REQUIRED ACTION -
Only the lines holding "rule" are wanted. Copy every one from the records below.

MATERIAL TO PROCESS -
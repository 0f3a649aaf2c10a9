pub mod analysis;
pub mod catalog;
mod error;
pub mod explain;
pub mod highlight;
pub mod institutions;
pub mod review;
pub mod summary;

pub use analysis::{Analysis, ClauseSession, FoundError, analyse};
pub use catalog::{Catalog, ErrorCategory};
pub use error::CatalogError;
pub use explain::{ExplainReply, ExplainRequest, Explanation};
pub use review::{Card, ExplanationState, ItemKind, Review, ReviewItem};
pub use summary::{EditorOption, EditorOptions, SummaryEditor, UploadError, UploadPhase};
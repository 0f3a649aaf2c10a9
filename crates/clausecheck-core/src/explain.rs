//! Shared types for the explanation service contract.

use serde::{Deserialize, Serialize};

/// Body POSTed to the explanation endpoint for one flagged item.
#[derive(Debug, Clone, PartialEq, Eq, Serialize, Deserialize)]
pub struct ExplainRequest {
    /// Full clause text, for context.
    pub clause: String,
    /// The flagged phrase or message.
    pub error: String,
    /// Category header of the rule that was triggered.
    pub rule: String,
}

/// One entry of the service's `reply` list.
#[derive(Debug, Clone, PartialEq, Eq, Serialize, Deserialize)]
pub struct Explanation {
    #[serde(rename = "Context and Legal Implications")]
    pub context: String,
    #[serde(rename = "Suggestion")]
    pub suggestion: String,
}

/// Response body of the explanation endpoint. Only the first entry is used.
#[derive(Debug, Clone, Serialize, Deserialize)]
pub struct ExplainReply {
    pub reply: Vec<Explanation>,
}

impl ExplainReply {
    pub fn into_first(self) -> Option<Explanation> {
        self.reply.into_iter().next()
    }
}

REPLY -
    /// Category header of the rule that was triggered.
    pub rule: String,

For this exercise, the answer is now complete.